Right on time, our train pulled up and I was waved aboard and into a compartment along with the four Stocks, our ten pieces of luggage, and one unfortunate single man who seemed decidedly unimpressed by the noisy bustle of our overwhelming party. The compartment consisted of two six foot long benches facing each other across as two foot wide isle. Two cushioned platforms upon which one could recline formed a roof six feet above the benches. It turned out that the cushions on the walls folded down to create a middle layer of bed space. In this way, the compartment could easily accommodate six passengers sleeping on their own cots in three layers. Between the two bottom benches, a one foot by one foot table stuck out from the far wall underneath a window out into the countryside.

One accommodation that wasn’t quite as delightful, though it didn’t bother the seasoned Stock family, were the toilets. They were located on the ends of the rocking rail cars and came in two varieties. The eastern style toilets are holes in the ground situated between two places to put your feet, ridged for better traction while squatting. Next to the hole is a pipe from which water can be drawn; this water is used instead of paper. Is this too graphic? If it isn’t too graphic to be experienced on an average day in Pakistan, it is not too graphic to be shared. The alternative to the eastern toilets were western style toilets. Surprisingly, the Stocks said that these western toilets are actually less sanitary than the eastern ones. Apparently, some Pakistanis don’t know how the western toilets are meant to be used and sometimes clime on top of the plastic seat to squat in their familiar way.

Once we got settled in, the Stocks nestled down to enjoy the 24 hour vacation. Books, cards, i-pods, and movies appeared from the bursting backpacks. The Stocks also enjoyed buying chai, juice and other snacks from the porters that walked the halls of the train calling out their wares. I felt a little sorry for the one Pakistani passenger who glanced at us disparagingly and sat outside the compartment until retiring to one of the top bunks around 9:00. The rest of us, on the other hand, watched Julie and Julia, before collapsing in bed at 1:30am.

At around 10:00am the following morning, I woke up.

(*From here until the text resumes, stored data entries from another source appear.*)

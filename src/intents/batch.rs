//! Atomic batch execution: `batch`.
//!
//! Operations run in listed order through the regular dispatcher, so every
//! guard and history record applies per operation. With `atomic=true`, the
//! whole tasks directory is snapshotted to a temp sibling first; the first
//! failing operation restores the directory wholesale and the response
//! carries `rolled_back: true`.

use crate::core::time::now_nanos;
use crate::intents::Dispatcher;
use crate::intents::response::{AIResponse, codes, error_response};
use crate::intents::validate::{self, MAX_ARRAY_LENGTH, Payload, validate_task_id};
use serde_json::{Value, json};
use std::fs;
use std::path::Path;

fn copy_dir(src: &Path, dst: &Path) -> std::io::Result<()> {
    fs::create_dir_all(dst)?;
    if !src.exists() {
        return Ok(());
    }
    let mut stack = vec![(src.to_path_buf(), dst.to_path_buf())];
    while let Some((from, to)) = stack.pop() {
        fs::create_dir_all(&to)?;
        for entry in fs::read_dir(&from)? {
            let entry = entry?;
            let path = entry.path();
            let target = to.join(entry.file_name());
            if path.is_dir() {
                stack.push((path, target));
            } else {
                fs::copy(&path, &target)?;
            }
        }
    }
    Ok(())
}

fn restore_dir(backup: &Path, target: &Path) -> std::io::Result<()> {
    if target.exists() {
        fs::remove_dir_all(target)?;
    }
    copy_dir(backup, target)
}

pub fn handle_batch(d: &Dispatcher, data: &Payload) -> AIResponse {
    let Some(ops_raw) = data.get("operations") else {
        return error_response("batch", codes::MISSING_OPERATIONS, "operations is required");
    };
    let Some(ops) = ops_raw.as_array() else {
        return error_response(
            "batch",
            codes::INVALID_OPERATIONS,
            "operations must be a non-empty array",
        );
    };
    if ops.is_empty() {
        return error_response(
            "batch",
            codes::INVALID_OPERATIONS,
            "operations must be a non-empty array",
        );
    }
    let atomic = validate::get_bool(data, "atomic", false);

    let default_task = match data.get("task") {
        Some(value) => match validate_task_id(Some(value)) {
            Ok(id) => Some(id),
            Err(msg) => return error_response("batch", codes::INVALID_TASK, &msg),
        },
        None => None,
    };

    // Batch-level safe-write defaults flow into every operation.
    let batch_expected_target_id = data.get("expected_target_id").cloned();
    let batch_expected_kind = data.get("expected_kind").cloned();
    let batch_strict_targeting = validate::get_bool(data, "strict_targeting", false);

    // Batch-level optimistic concurrency applies to the default task only.
    let expected_revision = data
        .get("expected_revision")
        .or_else(|| data.get("expected_version"));
    if let Some(raw) = expected_revision {
        if raw.is_boolean() || raw.as_i64().is_none() || raw.as_i64().unwrap_or(-1) < 0 {
            return error_response(
                "batch",
                codes::INVALID_EXPECTED_REVISION,
                "expected_revision must be an integer",
            )
            .with_recovery(
                "Pass expected_revision as an integer (etag-like). Fetch the current revision via radar/resume.",
            );
        }
        let expected = raw.as_i64().unwrap_or(0) as u64;
        let Some(default_task) = default_task.as_deref() else {
            return error_response(
                "batch",
                codes::MISSING_TASK,
                "task is required with a batch-level expected_revision",
            )
            .with_recovery(
                "Pass task=TASK-###|PLAN-### at the batch level or move expected_revision into a single operation.",
            );
        };
        if let Some(current) = d.load_item(default_task) {
            if current.revision != expected {
                return d.revision_mismatch_response("batch", default_task, expected, current.revision);
            }
        }
    }

    let initial_latest_id = d.history().ok().and_then(|h| h.latest_id());

    // `paths` sugar: one operation fans out into one clone per step path.
    let mut expanded: Vec<Value> = Vec::new();
    for op in ops {
        let Some(map) = op.as_object() else {
            expanded.push(op.clone());
            continue;
        };
        if let Some(paths) = map.get("paths").and_then(Value::as_array) {
            for raw_path in paths {
                let path_value = raw_path.as_str().unwrap_or_default();
                if crate::core::ident::StepPath::parse(path_value).is_err() {
                    return error_response(
                        "batch",
                        codes::INVALID_PATH,
                        &format!("invalid path in paths: {}", path_value),
                    )
                    .with_result(json!({"path": path_value}));
                }
                let mut cloned = map.clone();
                cloned.remove("paths");
                cloned.insert("path".into(), json!(path_value));
                expanded.push(Value::Object(cloned));
            }
            continue;
        }
        expanded.push(op.clone());
    }

    if expanded.len() > MAX_ARRAY_LENGTH {
        return error_response(
            "batch",
            codes::INVALID_OPERATIONS,
            &format!("too many operations after paths expansion (max {})", MAX_ARRAY_LENGTH),
        );
    }
    if expanded.is_empty() {
        return AIResponse::ok(
            "batch",
            json!({
                "total": 0,
                "completed": 0,
                "results": [],
                "latest_id": initial_latest_id,
                "operation_ids": [],
            }),
        );
    }

    let total = expanded.len();
    let mut completed = 0usize;
    let mut results: Vec<Value> = Vec::new();
    let mut operation_ids: Vec<String> = Vec::new();

    // Full-directory snapshot for all-or-nothing semantics.
    let backup_root = std::env::temp_dir().join(format!("taskplane_batch_{}", now_nanos()));
    let backup_dir = backup_root.join("backup");
    if atomic {
        if let Err(err) = copy_dir(d.repo().root(), &backup_dir) {
            return error_response(
                "batch",
                codes::INTERNAL_ERROR,
                &format!("failed to snapshot tasks dir: {}", err),
            );
        }
    }

    let outcome = (|| -> AIResponse {
        for op in &expanded {
            let Some(map) = op.as_object() else {
                return error_response("batch", codes::INVALID_OPERATIONS, "operation must be an object")
                    .with_result(json!({
                        "total": total,
                        "completed": completed,
                        "results": results.clone(),
                    }));
            };
            let mut payload = map.clone();
            let intent = validate::get_trimmed(&payload, "intent");
            if let Some(default_task) = &default_task {
                if !payload.contains_key("task")
                    && !matches!(intent.as_str(), "context" | "storage" | "history")
                {
                    payload.insert("task".into(), json!(default_task));
                }
            }
            if let Some(expected_target_id) = &batch_expected_target_id {
                payload
                    .entry("expected_target_id".to_string())
                    .or_insert(expected_target_id.clone());
            }
            if let Some(expected_kind) = &batch_expected_kind {
                payload
                    .entry("expected_kind".to_string())
                    .or_insert(expected_kind.clone());
            }
            if batch_strict_targeting && !payload.contains_key("strict_targeting") {
                payload.insert("strict_targeting".into(), json!(true));
            }

            let resp = d.process_intent(&Value::Object(payload));
            if !resp.success {
                let (latest_id, rolled_back) = if atomic {
                    let _ = restore_dir(&backup_dir, d.repo().root());
                    (initial_latest_id.clone(), true)
                } else {
                    (d.history().ok().and_then(|h| h.latest_id()), false)
                };
                let mut failed = error_response(
                    "batch",
                    resp.error_code.as_deref().unwrap_or(codes::BATCH_FAILED),
                    resp.error_message.as_deref().unwrap_or("batch failed"),
                );
                failed.result = json!({
                    "total": total,
                    "completed": completed,
                    "results": results.clone(),
                    "latest_id": latest_id,
                    "operation_ids": operation_ids.clone(),
                    "rolled_back": rolled_back,
                });
                return failed;
            }
            if let Some(op_id) = resp.meta.get("operation_id").and_then(Value::as_str) {
                operation_ids.push(op_id.to_string());
            }
            results.push(resp.to_value());
            completed += 1;
        }
        let latest_id = d.history().ok().and_then(|h| h.latest_id());
        AIResponse::ok(
            "batch",
            json!({
                "total": total,
                "completed": completed,
                "results": results.clone(),
                "latest_id": latest_id,
                "operation_ids": operation_ids.clone(),
            }),
        )
    })();

    if atomic {
        let _ = fs::remove_dir_all(&backup_root);
    }
    outcome
}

Most of the day was spent in relaxation, enjoying games of cards and movies (Push and Extraordinary Measures.) Exhausted and with increasing discomfort in my mouth from extensive cold sores which made it hard to speak, eat, or smile, I spent a fair amount of the time napping and reading from my novel, Duncton Wood.

I awoke from one of my naps to find that the train had stopped and that Paul Stock was anxiously holding out, for his wife’s inspection, his suspiciously empty ipod pouch. After a scrambled searched of our bags, we determined that the item was no longer among our things. The loss of the device was made all the worse by the fact that the ipod contained the only copy of many of Paul’s mother personal stories. I prayed silently that God would return to us the presumably stolen piece of property. The Stocks never gave up. After not too much time, suspicion turned on the placid Pakistani sitting by. After a search of his bag, one of Paul’s ipod wires was found. Paul demanded that the man return to him the ipod or Paul would call the police. Submissively, the man led Paul to the notorious bathroom and produced the ipod from above the light fixture. The man thanked Paul for not calling the police and offered to spend the rest of the trip outside the compartment, an offer Paul grimly accepted.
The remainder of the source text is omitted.